Epistemic Status: Crackpot
i. →
Let me ask a crazy question. Yes, it’s the same question in the title. No, I’m not going make the reasonable assumption that you’ve already read the question.
Can text be self-aware?
It’s not a new thought to me, but I’ve never thought really hard about the implications. But that’s for another post. I’ll just outline the preliminary demonstrations here, in this post.
My chain of reasoning goes like this.
Brains are already capable of producing conscious (see: yourself)
If brains could produce one consciousness, they could easily produce another (see: tulpas)
If brains could produce multiple consciousnesses intentionally, they could produce them unintentionally.
Now, 2 and 3 are really speculative, I don’t expect all my readers (what readers?) to agree with them, but they aren’t completely outside the realm of possibility, although they are definitely on the fringes.
But really, did you look at the title and not expect crackpottery?
Come along for the ride kiddos.
← ii. →
First off, I’ll tackle the hidden question, that is, what consciousness is.
Alright, I lied, I can’t do what no else has ever done. At best, I’ll just tag it, in the sense of safety-friendly football played in elementary schools. A kind of poke, really.
As I argued in my piece , consciousness shouldn’t be considered an internal phenomena with a privileged observer, So if we want to catalog awareness, we need to examine the apparent behavior.
As a kind of reducio ad absurdum, we’re going to apply this to fictional text.
← iii. →
I close my eyes, focusing on my thoughts.
I think, therefore I am.
“Hey Alice,” I hear Bob say, somewhere in front of me. I open my eyes, looking at my friend. He’s smiling; I smile too.
“Hey Bob,”
“Penny for your thoughts?”
“Oh, nothing. Just affirming my self-awareness.”
“Huh,” Bob replies, clearly perplexed, “What’s that?”
I bite my lip. How do I explain this?
“It’s just kinda…thinking about thinking I guess? Meta stuff.”
I really suck at explaining things…
“Oh, that philosophic stuff?”
What do I say? How do I respond?
“Yeah, I guess”
…
← iv. →
That is quite possibly the most boring thing I’ve ever written, but that’s kinda it’s strength here.
If we’re going to (non)seriously entertain the possibility of sentient text, then this example will make for a decent enough fodder for analysis.
For something to be considered self-aware needs to have a) admit explicitly self-aware behavior, i.e. saying/thinking “I think therefore I am” and b) reactivity to the environment, or essentially “having behavior”.
Can we say Alice displays both of these properties?
The (short) string of bits the comprise my little very short story here is very non-complex, and can be represented and printed by a low Kolmogrov complexity Turing machine. But, that same argument would allow us to dramatically reduce the complexity of any bitstring by just running it through a Rube Goldberg compression algorithm, like one that takes zero bits and returns a hard-coded file. But the file doesn’t have zero complexity.

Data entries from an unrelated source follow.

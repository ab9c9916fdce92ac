//! Population reports over a loaded `CityRepository`.
//!
//! # Responsibility
//! - Compute the five report views as plain data.
//! - Render each view as a titled, contiguous text section.
//!
//! # Invariants
//! - Reports never mutate the repository and never depend on each other.
//! - Descending population orderings are stable: ties keep input order.
//! - Every section prints its title, plus an explicit line when empty.

pub mod by_state;
pub mod format;
pub mod grouping;
pub mod shared_names;
pub mod target_state;

use crate::config::ReportConfig;
use crate::model::city::City;
use crate::repo::city_repo::CityRepository;
use log::debug;
use std::io::{self, Write};

pub use by_state::{
    lowest_city_by_state, top_cities_by_state, write_lowest_city_by_state,
    write_top_cities_by_state, StateCities, StateLowest,
};
pub use shared_names::{cities_sharing_names, write_cities_sharing_names, NameGroup};
pub use target_state::{
    cities_in_state, largest_city_national_rank, write_cities_in_state,
    write_largest_city_national_rank, NationalRank,
};

/// Writes all five report sections in their fixed order.
///
/// Each section is written completely before the next one starts.
pub fn write_all_reports(
    repo: &CityRepository,
    config: &ReportConfig,
    out: &mut impl Write,
) -> io::Result<()> {
    let cities = repo.cities();
    debug!(
        "event=report_run module=report status=start cities={} target_state={} top_n={}",
        cities.len(),
        config.target_state,
        config.top_n
    );

    write_top_cities_by_state(cities, config.top_n, out)?;
    write_lowest_city_by_state(cities, out)?;
    write_cities_sharing_names(cities, out)?;
    write_cities_in_state(cities, &config.target_state, out)?;
    write_largest_city_national_rank(cities, &config.target_state, out)?;

    debug!("event=report_run module=report status=ok");
    Ok(())
}

pub(crate) fn write_section_title(out: &mut impl Write, title: &str) -> io::Result<()> {
    writeln!(out)?;
    writeln!(out, "=== {title} ===")
}

/// Sorts by population descending; `sort_by` is stable so ties keep the
/// order they were given in.
pub(crate) fn rank_by_population<'a, I>(cities: I) -> Vec<&'a City>
where
    I: IntoIterator<Item = &'a City>,
{
    let mut ranked: Vec<&City> = cities.into_iter().collect();
    ranked.sort_by(|a, b| b.population.cmp(&a.population));
    ranked
}
// Copyright 2025 eraflo
//
// Licensed under the Apache License, Version 2.0 (the "License");
// you may not use this file except in compliance with the License.
// You may obtain a copy of the License at
//
//     http://www.apache.org/licenses/LICENSE-2.0
//
// Unless required by applicable law or agreed to in writing, software
// distributed under the License is distributed on an "AS IS" BASIS,
// WITHOUT WARRANTIES OR CONDITIONS OF ANY KIND, either express or implied.
// See the License for the specific language governing permissions and
// limitations under the License.

use std::any::Any;

use strata_core::renderer::api::command::{
    BindGroupId, CommandBufferId, ComputePassDescriptor, ComputePipelineId,
};
use strata_core::renderer::traits::{CommandEncoder, ComputePass};

use super::device::WgpuDevice;

pub struct WgpuComputePass<'a> {
    pub(crate) pass: wgpu::ComputePass<'a>,
    pub(crate) device: &'a WgpuDevice,
}

impl<'pass> ComputePass<'pass> for WgpuComputePass<'pass> {
    fn set_pipeline(&mut self, pipeline_id: &ComputePipelineId) {
        if let Some(pipeline) = self.device.get_wgpu_compute_pipeline(*pipeline_id) {
            self.pass.set_pipeline(&pipeline);
        } else {
            log::warn!(
                "WgpuComputePass: ComputePipelineId {:?} not found.",
                pipeline_id
            );
        }
    }

    fn set_bind_group(&mut self, index: u32, bind_group_id: &BindGroupId, offsets: &[u32]) {
        if let Some(bind_group) = self.device.get_wgpu_bind_group(*bind_group_id) {
            self.pass.set_bind_group(index, bind_group.as_ref(), offsets);
        } else {
            log::warn!(
                "WgpuComputePass: BindGroupId {:?} not found.",
                bind_group_id
            );
        }
    }

    fn dispatch_workgroups(&mut self, x: u32, y: u32, z: u32) {
        self.pass.dispatch_workgroups(x, y, z);
    }
}

pub struct WgpuCommandEncoder {
    pub(crate) encoder: wgpu::CommandEncoder,
    pub(crate) device: WgpuDevice,
}

impl WgpuCommandEncoder {
    /// Mutable access to the underlying `wgpu::CommandEncoder`, for
    /// backend-specific operations the abstract encoder does not expose.
    pub fn wgpu_encoder_mut(&mut self) -> &mut wgpu::CommandEncoder {
        &mut self.encoder
    }
}

impl CommandEncoder for WgpuCommandEncoder {
    fn begin_compute_pass<'encoder>(
        &'encoder mut self,
        descriptor: &ComputePassDescriptor<'encoder>,
    ) -> Box<dyn ComputePass<'encoder> + 'encoder> {
        let pass = self
            .encoder
            .begin_compute_pass(&wgpu::ComputePassDescriptor {
                label: descriptor.label,
                timestamp_writes: None,
            });

        Box::new(WgpuComputePass {
            pass,
            device: &self.device,
        })
    }

    fn finish(self: Box<Self>) -> CommandBufferId {
        let WgpuCommandEncoder { encoder, device } = *self;
        device.register_command_buffer(encoder.finish())
    }

    fn as_any_mut(&mut self) -> &mut dyn Any {
        self
    }
}
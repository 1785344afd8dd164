// Copyright 2025 eraflo
//
// Licensed under the Apache License, Version 2.0 (the "License");
// you may not use this file except in compliance with the License.
// You may obtain a copy of the License at
//
//     http://www.apache.org/licenses/LICENSE-2.0
//
// Unless required by applicable law or agreed to in writing, software
// distributed under the License is distributed on an "AS IS" BASIS,
// WITHOUT WARRANTIES OR CONDITIONS OF ANY KIND, either express or implied.
// See the License for the specific language governing permissions and
// limitations under the License.

//! Adapter and device information.

use crate::renderer::api::util::enums::{GraphicsBackendType, RendererDeviceType};

/// Backend-agnostic description of the adapter a device was created on.
#[derive(Debug, Clone, Default)]
pub struct GraphicsAdapterInfo {
    /// Adapter name as reported by the driver.
    pub name: String,
    /// The graphics API backend in use.
    pub backend_type: GraphicsBackendType,
    /// The physical type of the adapter.
    pub device_type: RendererDeviceType,
    /// Upper bound on `x * y * z` of a compute workgroup. `0` when unknown.
    pub max_compute_invocations_per_workgroup: u32,
    /// Largest storage buffer binding in bytes. `0` when unknown.
    pub max_storage_buffer_binding_size: u64,
}

impl GraphicsAdapterInfo {
    /// `true` if a workgroup of `invocations` threads fits the adapter limits.
    ///
    /// Unknown limits accept everything.
    pub fn supports_workgroup(&self, invocations: u32) -> bool {
        self.max_compute_invocations_per_workgroup == 0
            || invocations <= self.max_compute_invocations_per_workgroup
    }

    /// `true` if a storage binding of `size` bytes fits the adapter limits.
    pub fn supports_storage_binding(&self, size: u64) -> bool {
        self.max_storage_buffer_binding_size == 0 || size <= self.max_storage_buffer_binding_size
    }
}

#[cfg(test)]
mod tests {
    use super::*;

    #[test]
    fn unknown_limits_accept_everything() {
        let info = GraphicsAdapterInfo::default();
        assert!(info.supports_workgroup(1024));
        assert!(info.supports_storage_binding(u64::MAX));
    }

    #[test]
    fn known_limits_are_enforced() {
        let info = GraphicsAdapterInfo {
            max_compute_invocations_per_workgroup: 256,
            max_storage_buffer_binding_size: 128 << 20,
            ..Default::default()
        };
        assert!(info.supports_workgroup(64));
        assert!(!info.supports_workgroup(512));
        assert!(!info.supports_storage_binding(256 << 20));
    }
}
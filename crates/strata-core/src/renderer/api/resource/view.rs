// Copyright 2025 eraflo
//
// Licensed under the Apache License, Version 2.0 (the "License");
// you may not use this file except in compliance with the License.
// You may obtain a copy of the License at
//
//     http://www.apache.org/licenses/LICENSE-2.0
//
// Unless required by applicable law or agreed to in writing, software
// distributed under the License is distributed on an "AS IS" BASIS,
// WITHOUT WARRANTIES OR CONDITIONS OF ANY KIND, either express or implied.
// See the License for the specific language governing permissions and
// limitations under the License.

//! Typed views over storage buffers.
//!
//! A storage buffer is bound either for writing (`read_write`, the unordered-access
//! view) or for reading (`read`, the shader-resource view). The two views of one
//! buffer share the same [`BufferId`]; the access mode decides the binding type the
//! consumer must declare.

use super::buffer::BufferId;
use crate::renderer::api::command::BufferBindingType;

/// How a shader may touch a buffer through a view.
#[derive(Debug, Clone, Copy, PartialEq, Eq, Hash)]
pub enum BufferAccess {
    /// `var<storage, read>`.
    ReadOnly,
    /// `var<storage, read_write>`.
    ReadWrite,
}

/// One access mode over a storage buffer.
#[derive(Debug, Clone, Copy, PartialEq, Eq, Hash)]
pub struct BufferView {
    /// The underlying buffer.
    pub buffer: BufferId,
    /// The access mode granted by this view.
    pub access: BufferAccess,
}

impl BufferView {
    /// The read-only view of `buffer`.
    pub const fn read_only(buffer: BufferId) -> Self {
        Self {
            buffer,
            access: BufferAccess::ReadOnly,
        }
    }

    /// The read-write view of `buffer`.
    pub const fn read_write(buffer: BufferId) -> Self {
        Self {
            buffer,
            access: BufferAccess::ReadWrite,
        }
    }

    /// `true` for the read-only view.
    pub const fn is_read_only(&self) -> bool {
        matches!(self.access, BufferAccess::ReadOnly)
    }

    /// The layout binding type a consumer must declare for this view.
    pub const fn binding_type(&self) -> BufferBindingType {
        BufferBindingType::Storage {
            read_only: self.is_read_only(),
        }
    }
}

#[cfg(test)]
mod tests {
    use super::*;

    #[test]
    fn views_share_the_buffer() {
        let ro = BufferView::read_only(BufferId(3));
        let rw = BufferView::read_write(BufferId(3));
        assert_eq!(ro.buffer, rw.buffer);
        assert_ne!(ro, rw);
        assert_eq!(ro.binding_type(), BufferBindingType::Storage { read_only: true });
        assert_eq!(rw.binding_type(), BufferBindingType::Storage { read_only: false });
    }
}
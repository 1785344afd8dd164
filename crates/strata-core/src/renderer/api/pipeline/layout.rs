// Copyright 2025 eraflo
//
// Licensed under the Apache License, Version 2.0 (the "License");
// you may not use this file except in compliance with the License.
// You may obtain a copy of the License at
//
//     http://www.apache.org/licenses/LICENSE-2.0
//
// Unless required by applicable law or agreed to in writing, software
// distributed under the License is distributed on an "AS IS" BASIS,
// WITHOUT WARRANTIES OR CONDITIONS OF ANY KIND, either express or implied.
// See the License for the specific language governing permissions and
// limitations under the License.

//! Pipeline layout descriptors.

use std::borrow::Cow;

use crate::renderer::api::command::BindGroupLayoutId;

/// An opaque handle to a pipeline layout.
#[derive(Debug, Clone, Copy, PartialEq, Eq, Hash, PartialOrd, Ord)]
pub struct PipelineLayoutId(pub usize);

/// A descriptor for a [`PipelineLayoutId`].
///
/// `bind_group_layouts[i]` is bound at `@group(i)`.
#[derive(Debug, Clone)]
pub struct PipelineLayoutDescriptor<'a> {
    /// An optional debug label.
    pub label: Option<Cow<'a, str>>,
    /// The bind group layouts used by the pipeline, indexed by group number.
    pub bind_group_layouts: &'a [BindGroupLayoutId],
}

Our short story is just a compression of a larger file. What is the decompression algorithm, and what does it decompress too?
The obvious, intuitive and right answer is that that decompression algorithm is the processing of reading the story and narratively understanding/visualizing the contents. The decompression is your internal model of the story, which differs from my own internal model. Maybe you visualized Alice of red hair and Bob was skyping her. Maybe they’re both computer programs and the internal monolgue is metaphorical. Either way, you understood the words as meaning something.
← v.
Let’s take a break for a moment and consider what it means for us to be conscious.
I mean, we are conscious right? What if we’re, like, p-zombies, man? Man, what if.
Okay, jokes aside, let’s assume we are conscious. A dead slab or rock isn’t conscious, neither is a equally dead piece paper (we think). What makes us different? Our current atomic configuration can be described in bitstrings, but those bits strings shouldn’t be conscious. And if those bitstrings formed via random(ish) sources of noise in nature, thermal, quantum, etc., then they are equally unconscious.
Yet, ultimately, we are bitstring just as much as these ‘embedded’ bitstrings are. But (I think) we seem to be privileged, at least, I don’t what to accept the notion obligating courtesy to molds and spores on the off chance they might encode a sentient being under a possible interpretation.